In the Weekly Standard, Jamie Kirchick has contended that Paul’s “lucrative and decades-long promotion of bigotry and conspiracy theories” should disqualify him from serious consideration. To support this thesis, he quotes Matt Brooks, executive director of the Republican Jewish Coalition; Paul was excluded from a recent RJC presidential forum, Brooks explained, on account of “his misguided and extreme views.”

It’s certainly true that Paul departs from the bipartisan consensus in favor of aggressive support for Israeli government policies.

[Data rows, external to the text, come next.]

/// Eliminate `state` from `autom`, rerouting every path through it.
///
/// For each predecessor `P` and successor `Q` of `state` (other than
/// `state` itself) the transition `P → Q` is replaced by
/// `P→Q + P→R | (R→R)* | R→Q`.  The written transitions are returned in
/// order.  On error the automaton is left unchanged.
///
/// # Errors
/// Fails if the automaton is not valid, if `state` does not exist or is the
/// initial or final state, or if one of the involved labels does not parse
/// with `syms`.
pub fn reduce_state(
    autom: &mut Automaton,
    state: StateId,
    syms: &Symbols,
) -> Result<Vec<Rewrite>, ReduceError> {
    terminals(autom)?;
    if !autom.is_valid() {
        return Err(ReduceError::InvalidAutomaton);
    }

    if !autom.contains(state) {
        return Err(ReduceError::UnknownState(state));
    }

    if autom.is_initial(state) || autom.is_final(state) {
        return Err(ReduceError::TerminalState(state));
    }

    let preds: Vec<_> = autom.predecessors(state).filter(|&p| p != state).collect();
    let succs: Vec<_> = autom
        .successors(state)
        .map(|(q, _)| q)
        .filter(|&q| q != state)
        .collect();
    let cycle = kleene(label_or_empty(autom, state, state, syms)?);

    let mut rewrites = Vec::with_capacity(preds.len() * succs.len());
    for &p in &preds {
        let into = label_or_empty(autom, p, state, syms)?;

        for &q in &succs {
            let direct = label_or_empty(autom, p, q, syms)?;
            let out = label_or_empty(autom, state, q, syms)?;
            let via = cat(cat(into.clone(), cycle.clone()), out);
            let label = render(&alt(direct, via), syms)?;

            tracing::trace!(%p, %q, %label, "Rerouting around {state}");
            rewrites.push(Rewrite { from: p, to: q, label });
        }
    }

    for Rewrite { from, to, label } in &rewrites {
        autom.connect(*from, *to, label.as_str());
    }

    assert!(autom.remove_state(state));
    tracing::debug!(
        %state,
        rewrites = rewrites.len(),
        remaining = autom.len(),
        "Eliminated state"
    );

    Ok(rewrites)
}

/// True once only the initial and final states are left
#[inline]
#[must_use]
pub fn is_fully_reduced(autom: &Automaton) -> bool { autom.len() == 2 }

/// Read the regex off a fully reduced automaton.
///
/// This is the label from the initial to the final state, or `∅` if there is
/// none.  Loops on either state and a transition back to the initial state
/// are folded in as `(I→I)* | I→F | (F→F + F→I | (I→I)* | I→F)*`.
///
/// # Errors
/// Fails if the automaton has more than two states, lacks distinct initial
/// and final states, or has a label that does not parse.
pub fn final_regex(autom: &Automaton, syms: &Symbols) -> Result<String, ReduceError> {
    let (i, f) = terminals(autom)?;

    if !is_fully_reduced(autom) {
        return Err(ReduceError::NotReduced(autom.len()));
    }

    let head = kleene(label_or_empty(autom, i, i, syms)?);
    let body = label_or_empty(autom, i, f, syms)?;
    let back = cat(
        cat(label_or_empty(autom, f, i, syms)?, head.clone()),
        body.clone(),
    );
    let tail = kleene(alt(label_or_empty(autom, f, f, syms)?, back));

    render(&cat(cat(head, body), tail), syms)
}

fn next_state(autom: &Automaton) -> Option<StateId> {
    autom
        .states()
        .find(|&s| !autom.is_initial(s) && !autom.is_final(s))
}

/// Eliminate every non-terminal state, lowest identity first, and return
/// the resulting regex
///
/// # Errors
/// Fails under the same conditions as [`reduce_state`] and [`final_regex`].
pub fn eliminate(mut autom: Automaton, syms: &Symbols) -> Result<String, ReduceError> {
    while let Some(state) = next_state(&autom) {
        reduce_state(&mut autom, state, syms)?;
    }

    final_regex(&autom, syms)
}

#[cfg(test)]
mod test {
    use proptest::prelude::*;

    use super::{ReduceError, Rewrite, eliminate, final_regex, is_fully_reduced, reduce_state};
    use crate::{
        autom::{Automaton, StateId},
        build::build,
        expr::{Expr, Symbol},
        op::Symbols,
        syntax::{ParseError, parse},
    };

    fn a() -> Expr { Expr::char('a') }

    fn b() -> Expr { Expr::char('b') }

    fn elim(e: &Expr) -> String { eliminate(build(e), &Symbols::default()).unwrap() }

    /// Initial, middle and final state with the given transitions
    fn three(edges: &[(usize, usize, &str)]) -> (Automaton, [StateId; 3]) {
        let mut autom = Automaton::new();
        let ids = [autom.add_state(), autom.add_state(), autom.add_state()];
        for &(f, t, l) in edges {
            autom.connect(ids[f], ids[t], l);
        }
        autom.set_initial(Some(ids[0]));
        autom.set_final(Some(ids[2]));
        (autom, ids)
    }

    #[test]
    fn trivial() {
        let mut autom = Automaton::new();
        let i = autom.add_state();
        let f = autom.add_state();
        autom.set_initial(Some(i));
        autom.set_final(Some(f));
        assert!(is_fully_reduced(&autom));
        assert_eq!(final_regex(&autom, &Symbols::default()).unwrap(), "∅");

        autom.connect(i, f, "a");
        assert_eq!(eliminate(autom, &Symbols::default()).unwrap(), "a");
    }

    #[test]
    fn round_trips() {
        assert_eq!(elim(&a()), "a");
        assert_eq!(elim(&Expr::EMPTY_STRING), "ε");
        assert_eq!(elim(&Expr::star(a())), "a*");
        assert_eq!(elim(&Expr::concat(a(), b())), "a|b");
        assert_eq!(elim(&Expr::union(a(), b())), "a+b");
        assert_eq!(elim(&Expr::star(Expr::union(a(), b()))), "(a+b)*");
        assert_eq!(elim(&Expr::union(a(), Expr::EMPTY_SET)), "a");
        assert_eq!(elim(&Expr::concat(a(), Expr::EMPTY_SET)), "∅");
    }

    #[test]
    fn single_step() {
        let syms = Symbols::default();
        let mut autom = build(&Expr::concat(a(), b()));
        let ids: Vec<_> = autom.states().collect();
        assert!(!is_fully_reduced(&autom));
        assert_eq!(final_regex(&autom, &syms), Err(ReduceError::NotReduced(3)));

        let rewrites = reduce_state(&mut autom, ids[1], &syms).unwrap();
        assert_eq!(rewrites, [Rewrite {
            from: ids[0],
            to: ids[2],
            label: "a|b".into(),
        }]);
        assert_eq!(rewrites[0].to_string(), "q0 -> q3: a|b");
        assert!(is_fully_reduced(&autom));
        assert_eq!(final_regex(&autom, &syms).unwrap(), "a|b");
    }

    #[test]
    fn self_loop() {
        let (autom, _) = three(&[(0, 1, "a"), (1, 1, "b"), (1, 2, "c")]);
        assert_eq!(eliminate(autom, &Symbols::default()).unwrap(), "a|b*|c");
    }

    #[test]
    fn parallel_paths() {
        let (autom, _) = three(&[(0, 2, "a"), (0, 1, "b"), (1, 2, "c")]);
        assert_eq!(eliminate(autom, &Symbols::default()).unwrap(), "a+b|c");

        let (autom, _) = three(&[(0, 2, "a"), (0, 1, "a"), (1, 2, "ε")]);
        assert_eq!(eliminate(autom, &Symbols::default()).unwrap(), "a");
    }

    #[test]
    fn labels_are_expressions() {
        let (mut autom, ids) = three(&[(0, 1, "(a+b)"), (1, 2, "c*"), (1, 1, "ε+∅")]);
        let rewrites = reduce_state(&mut autom, ids[1], &Symbols::default()).unwrap();
        assert_eq!(rewrites[0].label, "(a+b)|c*");
    }

    #[test]
    fn terminal_loops() {
        let mut autom = Automaton::new();
        let i = autom.add_state();
        let f = autom.add_state();
        autom.connect(i, i, "a");
        autom.connect(i, f, "b");
        autom.set_initial(Some(i));
        autom.set_final(Some(f));

        assert_eq!(final_regex(&autom, &Symbols::default()).unwrap(), "a*|b");
    }

    #[test]
    fn errors() {
        let syms = Symbols::default();
        let mut autom = build(&Expr::concat(a(), b()));
        let ids: Vec<_> = autom.states().collect();

        assert_eq!(
            reduce_state(&mut autom, ids[0], &syms),
            Err(ReduceError::TerminalState(ids[0]))
        );
        assert_eq!(
            reduce_state(&mut autom, ids[2], &syms),
            Err(ReduceError::TerminalState(ids[2]))
        );

        let foreign: Vec<_> = build(&Expr::star(a())).states().collect();
        assert!(!autom.contains(foreign[2]));
        assert_eq!(
            reduce_state(&mut autom, foreign[2], &syms),
            Err(ReduceError::UnknownState(foreign[2]))
        );

        let (mut cut, ids) = three(&[(1, 2, "a")]);
        assert_eq!(
            reduce_state(&mut cut, ids[1], &syms),
            Err(ReduceError::InvalidAutomaton)
        );

        let (mut same, ids) = three(&[(0, 1, "a"), (1, 2, "b")]);
        same.set_final(Some(ids[0]));
        assert_eq!(
            reduce_state(&mut same, ids[1], &syms),
            Err(ReduceError::InvalidAutomaton)
        );
    }

    #[test]
    fn bad_label_leaves_automaton() {
        let (mut autom, ids) = three(&[(0, 1, "a"), (1, 2, "b c")]);
        assert_eq!(
            reduce_state(&mut autom, ids[1], &Symbols::default()),
            Err(ReduceError::Label(
                "b c".into(),
                ParseError::IllegalAlphabet(' ', 1)
            ))
        );
        assert_eq!(autom.len(), 3);
        assert_eq!(autom.label(ids[0], ids[1]), Some("a"));
    }

    fn nullable(e: &Expr) -> bool {
        match e {
            Expr::Operand(s) => *s == Symbol::EmptyString,
            Expr::Star(_) => true,
            Expr::Concat(l, r) => nullable(l) && nullable(r),
            Expr::Union(l, r) => nullable(l) || nullable(r),
        }
    }

    fn derive(e: &Expr, c: char) -> Expr {
        match e {
            Expr::Operand(Symbol::Char(x)) if *x == c => Expr::EMPTY_STRING,
            Expr::Operand(_) => Expr::EMPTY_SET,
            Expr::Star(inner) => Expr::concat(derive(inner, c), e.clone()),
            Expr::Concat(l, r) => {
                let head = Expr::concat(derive(l, c), (**r).clone());
                if nullable(l) {
                    Expr::union(head, derive(r, c))
                } else {
                    head
                }
            },
            Expr::Union(l, r) => Expr::union(derive(l, c), derive(r, c)),
        }
    }

    fn accepts(e: &Expr, s: &[char]) -> bool {
        match s {
            [] => nullable(e),
            [c, rest @ ..] => accepts(&derive(e, *c), rest),
        }
    }

    fn words() -> Vec<Vec<char>> {
        let mut all = vec![vec![]];
        let mut last = vec![vec![]];
        for _ in 0..3 {
            last = last
                .iter()
                .flat_map(|w: &Vec<char>| {
                    ['a', 'b', 'c'].into_iter().map(move |c| {
                        let mut w = w.clone();
                        w.push(c);
                        w
                    })
                })
                .collect();
            all.extend(last.iter().cloned());
        }
        all
    }

    proptest! {
        #[test]
        fn elimination_preserves_language(e in crate::prop::expr(4, 12)) {
            let syms = Symbols::default();
            let text = eliminate(build(&e), &syms).unwrap();
            let back = parse(&text, &syms).unwrap();

            for w in words() {
                prop_assert_eq!(accepts(&e, &w), accepts(&back, &w), "{} vs {:?}", text, w);
            }
        }
    }
}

He would end all foreign assistance, Israel not excepted. “To me,” Paul has said, “foreign aid is taking money from poor people in this country and giving it to rich people in poor countries.” At a September debate, he suggested that America continues to be reviled around the world in part because U.S. administrations “do not give Palestinians fair treatment,” and he spoke about the folly of sending arms and finances for decades to Mubarak’s despotic regime in Egypt.

Ron Paul’s candor on the creeping American police state is unrivaled: he has identified the militarization of domestic police as a “dangerous trend,” and was one of the few members of Congress to decry the National Defense Re-Authorization Act with appropriate vigor. “This is a giant step,” Paul said. “This should be the biggest news going right now — literally legalizing martial law.”

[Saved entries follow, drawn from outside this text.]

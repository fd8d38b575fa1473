//! A one-to-one mapping with lookup in both directions

use std::hash::Hash;

use hashbrown::HashMap;

/// Pairs each left value with at most one right value and vice versa
#[derive(Debug, Clone, PartialEq, Eq)]
pub struct Bijection<L: Eq + Hash, R: Eq + Hash> {
    fwd: HashMap<L, R>,
    bck: HashMap<R, L>,
}

impl<L: Copy + Eq + Hash, R: Copy + Eq + Hash> Default for Bijection<L, R> {
    #[inline]
    fn default() -> Self { Self::new() }
}

impl<L: Copy + Eq + Hash, R: Copy + Eq + Hash> Bijection<L, R> {
    /// An empty mapping
    #[inline]
    #[must_use]
    pub fn new() -> Self {
        Self {
            fwd: HashMap::new(),
            bck: HashMap::new(),
        }
    }

    /// The right value paired with `l`
    #[inline]
    #[must_use]
    pub fn image(&self, l: L) -> Option<R> { self.fwd.get(&l).copied() }

    /// The left value paired with `r`
    #[inline]
    #[must_use]
    pub fn preimage(&self, r: R) -> Option<L> { self.bck.get(&r).copied() }

    /// Point `l` at `r`, releasing whatever `l` mapped to before.
    ///
    /// Returns true if the mapping changed.
    ///
    /// # Errors
    /// If `r` already belongs to a different left value, that value is
    /// returned and the mapping is left untouched.
    pub fn rebind(&mut self, l: L, r: R) -> Result<bool, L> {
        match self.bck.get(&r) {
            Some(&owner) if owner == l => return Ok(false),
            Some(&owner) => return Err(owner),
            None => (),
        }

        if let Some(old) = self.fwd.insert(l, r) {
            self.bck.remove(&old);
        }
        self.bck.insert(r, l);

        Ok(true)
    }
}

#[cfg(test)]
mod test {
    use super::Bijection;

    #[test]
    fn rebind_moves_image() {
        let mut b = Bijection::new();
        assert_eq!(b.rebind(1, 'a'), Ok(true));
        assert_eq!(b.rebind(2, 'b'), Ok(true));

        assert_eq!(b.rebind(1, 'c'), Ok(true));
        assert_eq!(b.image(1), Some('c'));
        assert_eq!(b.preimage('c'), Some(1));
        assert_eq!(b.preimage('a'), None);

        assert_eq!(b.rebind(1, 'c'), Ok(false));
        assert_eq!(b.rebind(1, 'b'), Err(2));
        assert_eq!(b.image(1), Some('c'));
        assert_eq!(b.image(2), Some('b'));
    }
}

Where other candidates heap scorn on Occupy Wall Street demonstrators at every opportunity — “Take a bath, then get a job,” Newt Gingrich scolded — Paul has consistently lauded them. “In many ways, it’s a very healthy movement,” he observed this month. “I’m not one to say, ‘Why don’t you get a bath and go get a job and quit crybabying.’ I don’t like that at all.”

“Some are liberals and some are conservatives and some are libertarians and some are strict constitutionalists,” Paul said of OWS in October. “I think that civil disobedience, if everybody knows exactly what they are doing, is a legitimate effort. It’s been done in this country for many grievances. Some people end up going to jail for this.”

But of course, it’s much easier for CNN reporters to quote from old newsletters than seriously explore the ways Paul has distinguished himself in today’s political environment.